1. Geding in cassatie
Het beroep is ingesteld door de verdachte. Namens deze heeft mr. A.H. Lanting, advocaat te Leeuwarden, een schriftuur ingediend. De schriftuur is aan dit arrest gehecht en maakt daarvan deel uit.
De Advocaat-Generaal Schipper heeft geconcludeerd tot verwerping van het beroep.
2. Beoordeling van de schriftuur en de ontvankelijkheid van het beroep
2.1. Voor onderzoek door de cassatierechter komen alleen in aanmerking middelen van cassatie als in de wet bedoeld. Als een zodanig middel kan slechts gelden een stellige en duidelijke klacht over de schending van een bepaalde rechtsregel en/of het verzuim van een toepasselijk vormvoorschrift door de rechter die de bestreden uitspraak heeft gewezen. De schriftuur voldoet niet aan dit vereiste, zodat zij onbesproken moet blijven.
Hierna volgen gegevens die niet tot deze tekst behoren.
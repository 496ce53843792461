//! Answer classification.
//!
//! Parses the three-section model output (`Answer:`, `Sources:`, `Status:`).
//! Parsing is best effort and never fails: output without a recognizable
//! status is classified as insufficient.

use crate::types::Chunk;

const NO_INFORMATION: &str = "no information";
const PARTIAL_INFORMATION: &str = "partial information";
const COMPLETE_INFORMATION: &str = "complete information";
const INSUFFICIENT_PHRASE: &str = "no sufficient information";

/// Classification of one model answer.
#[derive(Debug, Clone, Copy, PartialEq, Eq)]
pub enum AnswerStatus {
    Insufficient,
    Partial,
    Complete,
}

impl AnswerStatus {
    pub fn as_str(&self) -> &'static str {
        match self {
            AnswerStatus::Insufficient => "insufficient",
            AnswerStatus::Partial => "partial",
            AnswerStatus::Complete => "complete",
        }
    }
}

/// Strip markdown emphasis, headings and bullets around a line.
fn clean_line(line: &str) -> String {
    line.trim()
        .trim_start_matches(|c: char| matches!(c, '*' | '#' | '-' | '•' | '_' | '>') || c.is_whitespace())
        .trim()
        .to_lowercase()
}

fn status_prefix(cleaned: &str) -> Option<&str> {
    cleaned.strip_prefix("status:")
}

fn clean_value(value: &str) -> String {
    value
        .trim()
        .trim_start_matches(|c: char| matches!(c, '*' | '-' | '•' | '_') || c.is_whitespace())
        .trim_end_matches(|c: char| matches!(c, '*' | '.' | '_') || c.is_whitespace())
        .to_lowercase()
}

/// Value of the last `Status:` marker, lower-cased.
///
/// The value is read from the marker line itself, or from the next non-empty
/// line when the marker stands alone.
fn status_value(text: &str) -> Option<String> {
    let lines: Vec<&str> = text.lines().collect();

    let (idx, rest) = lines.iter().enumerate().rev().find_map(|(idx, line)| {
        let cleaned = clean_line(line);
        status_prefix(&cleaned).map(|rest| (idx, rest.to_string()))
    })?;

    let inline = clean_value(&rest);
    if !inline.is_empty() {
        return Some(inline);
    }

    lines[idx + 1..]
        .iter()
        .map(|line| clean_value(line))
        .find(|value| !value.is_empty())
}

fn status_is(text: &str, expected: &str) -> bool {
    status_value(text).is_some_and(|value| value.starts_with(expected))
}

/// Lower-case, keep ASCII letters and digits, collapse everything else into
/// single spaces. Mangled bytes and smart punctuation become separators.
fn normalize_phrase(text: &str) -> String {
    let mapped: String = text
        .chars()
        .map(|c| {
            if c.is_ascii_alphanumeric() {
                c.to_ascii_lowercase()
            } else {
                ' '
            }
        })
        .collect();

    mapped.split_whitespace().collect::<Vec<_>>().join(" ")
}

/// True when the status is "No information" or the answer says it found no
/// sufficient information.
pub fn is_insufficient(text: &str) -> bool {
    status_is(text, NO_INFORMATION) || normalize_phrase(text).contains(INSUFFICIENT_PHRASE)
}

/// True when the status is "Partial information".
pub fn is_incomplete(text: &str) -> bool {
    status_is(text, PARTIAL_INFORMATION)
}

/// Classify an answer. Anything without a recognizable status is insufficient.
pub fn classify(text: &str) -> AnswerStatus {
    if is_insufficient(text) {
        AnswerStatus::Insufficient
    } else if is_incomplete(text) {
        AnswerStatus::Partial
    } else if status_is(text, COMPLETE_INFORMATION) {
        AnswerStatus::Complete
    } else {
        AnswerStatus::Insufficient
    }
}

/// Document name used for citation matching: last path segment, no
/// extension, lower-cased.
pub fn normalized_source_name(source: &str) -> String {
    let file = source.rsplit(['/', '\\']).next().unwrap_or(source);
    let stem = match file.rsplit_once('.') {
        Some((stem, _)) if !stem.is_empty() => stem,
        _ => file,
    };
    stem.to_lowercase()
}

/// Lines of the first `Sources:` section, bullets stripped.
fn source_lines(text: &str) -> Vec<String> {
    let lower = text.to_lowercase();
    let Some(pos) = lower.find("sources:") else {
        return Vec::new();
    };

    lower[pos + "sources:".len()..]
        .lines()
        .map(|line| {
            line.trim_matches(|c: char| {
                matches!(c, '-' | '•' | '*' | '·' | 'â' | '€' | '¢') || c.is_whitespace()
            })
            .to_string()
        })
        .filter(|line| !line.is_empty())
        .collect()
}

/// Candidates cited in the answer's `Sources:` section, in candidate order.
///
/// A candidate is cited when some source line contains both its normalized
/// document name and its page. Candidates without source or page are never
/// cited.
pub fn extract_cited_chunks(text: &str, candidates: &[Chunk]) -> Vec<Chunk> {
    let lines = source_lines(text);
    if lines.is_empty() {
        return Vec::new();
    }

    candidates
        .iter()
        .filter(|chunk| {
            let (Some(source), Some(page)) = (chunk.source_name(), chunk.page_ref()) else {
                return false;
            };

            let name = normalized_source_name(source);
            let page = page.to_string().to_lowercase();
            if name.is_empty() || page.is_empty() {
                return false;
            }

            lines
                .iter()
                .any(|line| line.contains(&name) && line.contains(&page))
        })
        .cloned()
        .collect()
}

/// Remove `Status:` markers and their values from an answer.
pub fn strip_status(text: &str) -> String {
    let lines: Vec<&str> = text.lines().collect();
    let mut kept: Vec<&str> = Vec::with_capacity(lines.len());
    let mut i = 0;

    while i < lines.len() {
        let cleaned = clean_line(lines[i]);
        match status_prefix(&cleaned) {
            Some(rest) if clean_value(rest).is_empty() => {
                // Marker on its own line: drop it and the value that follows.
                i += 1;
                while i < lines.len() && lines[i].trim().is_empty() {
                    i += 1;
                }
                i += 1;
            }
            Some(_) => i += 1,
            None => {
                kept.push(lines[i]);
                i += 1;
            }
        }
    }

    kept.join("\n").trim().to_string()
}

#[cfg(test)]
mod tests {
    use super::*;
    use crate::types::{ChunkType, PageRef};

    fn chunk(source: &str, page: PageRef) -> Chunk {
        Chunk::new("content", source, page, ChunkType::Text)
    }

    #[test]
    fn test_is_incomplete() {
        assert!(is_incomplete("Answer:\nx\n\nStatus:\nPartial information"));
        assert!(!is_incomplete("Answer:\nx\n\nStatus:\nComplete information"));
        assert!(is_incomplete("Answer: x\nStatus: partial information."));
        assert!(is_incomplete("**Status:**\n- Partial information"));
    }

    #[test]
    fn test_is_insufficient_by_status() {
        assert!(is_insufficient("Answer:\n-\n\nStatus:\nNo information"));
        assert!(is_insufficient("STATUS: NO INFORMATION"));
        assert!(!is_insufficient("Status:\nComplete information"));
    }

    #[test]
    fn test_is_insufficient_by_phrase() {
        assert!(is_insufficient("❌ No sufficient information found"));
        assert!(is_insufficient("âŒ no sufficient information found"));
        assert!(is_insufficient("NO SUFFICIENT INFORMATION FOUND"));
        assert!(is_insufficient("• No “sufficient” information found"));
        assert!(is_insufficient("No\u{a0}sufficient\u{2019}information"));
        assert!(!is_insufficient("Sufficient information was found."));
    }

    #[test]
    fn test_status_mentions_in_answer_body_ignored() {
        let text = "Answer:\nThe form asks for no information about income.\n\nStatus:\nComplete information";
        assert_eq!(classify(text), AnswerStatus::Complete);
    }

    #[test]
    fn test_classify() {
        assert_eq!(classify("Status: Complete information"), AnswerStatus::Complete);
        assert_eq!(classify("Status: Partial information"), AnswerStatus::Partial);
        assert_eq!(classify("Status: No information"), AnswerStatus::Insufficient);
    }

    #[test]
    fn test_malformed_output_is_insufficient() {
        assert_eq!(classify(""), AnswerStatus::Insufficient);
        assert_eq!(classify("Answer:\nSomething."), AnswerStatus::Insufficient);
        assert_eq!(classify("Status:"), AnswerStatus::Insufficient);
        assert_eq!(classify("Status: unsure"), AnswerStatus::Insufficient);
    }

    #[test]
    fn test_extract_cited_chunks_matches_name_and_page() {
        let text = "Sources:\n- policy.pdf p12";

        let cited = extract_cited_chunks(text, &[chunk("docs/policy.pdf", PageRef::Number(12))]);
        assert_eq!(cited.len(), 1);

        let cited = extract_cited_chunks(text, &[chunk("docs/policy.pdf", PageRef::Number(13))]);
        assert!(cited.is_empty());
    }

    #[test]
    fn test_extract_cited_chunks_keeps_candidate_order() {
        let text = "Answer:\nx\n\nSOURCES:\n• Fees p4\n* handbook.pdf p3-5\n\nStatus:\nComplete information";
        let candidates = vec![
            chunk("handbook.pdf", PageRef::Range(3, 5)),
            chunk("other.pdf", PageRef::Number(4)),
            chunk("C:\\docs\\fees.pdf", PageRef::Number(4)),
        ];

        let cited = extract_cited_chunks(text, &candidates);
        let keys: Vec<String> = cited.iter().map(|c| c.key().to_string()).collect();
        assert_eq!(keys, vec!["handbook.pdf p3-5", "C:\\docs\\fees.pdf p4"]);
    }

    #[test]
    fn test_extract_without_sources_section() {
        let candidates = vec![chunk("policy.pdf", PageRef::Number(1))];
        assert!(extract_cited_chunks("Answer:\npolicy p1", &candidates).is_empty());
    }

    #[test]
    fn test_chunk_without_page_never_cited() {
        let mut no_page = chunk("policy.pdf", PageRef::Number(1));
        no_page.page = None;

        assert!(extract_cited_chunks("Sources:\n- policy p1", &[no_page]).is_empty());
    }

    #[test]
    fn test_normalized_source_name() {
        assert_eq!(normalized_source_name("docs/Policy.PDF"), "policy");
        assert_eq!(normalized_source_name("C:\\a\\b.v2.docx"), "b.v2");
        assert_eq!(normalized_source_name(".env"), ".env");
        assert_eq!(normalized_source_name("README"), "readme");
    }

    #[test]
    fn test_strip_status() {
        let text = "Answer:\nThirty days.\n\nSources:\n- contract p4\n\nStatus:\nComplete information";
        assert_eq!(
            strip_status(text),
            "Answer:\nThirty days.\n\nSources:\n- contract p4"
        );

        assert_eq!(strip_status("Answer: ok\nStatus: Complete information\n"), "Answer: ok");
    }
}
In cassatie kan niet worden volstaan met een enkele verwijzing naar stellingen die in feitelijke aanleg zijn verdedigd.
2.2. Nu de verdachte niet binnen de bij de wet gestelde termijn bij de Hoge Raad door een raadsman een schriftuur houdende middelen van cassatie heeft doen indienen, is niet in acht genomen het voorschrift van art. 437, tweede lid, Sv, zodat de verdachte in het beroep niet kan worden ontvangen.
3. Beslissing
De Hoge Raad verklaart de verdachte niet-ontvankelijk in het beroep.
Dit arrest is gewezen door de vice-president F.H. Koster als voorzitter, en de raadsheren A.J.A. van Dorst en W.M.E. Thomassen, in bijzijn van de waarnemend griffier J.D.M. Hart, en uitgesproken op 28 oktober 2008.
Mr. Thomassen is buiten staat dit arrest te ondertekenen.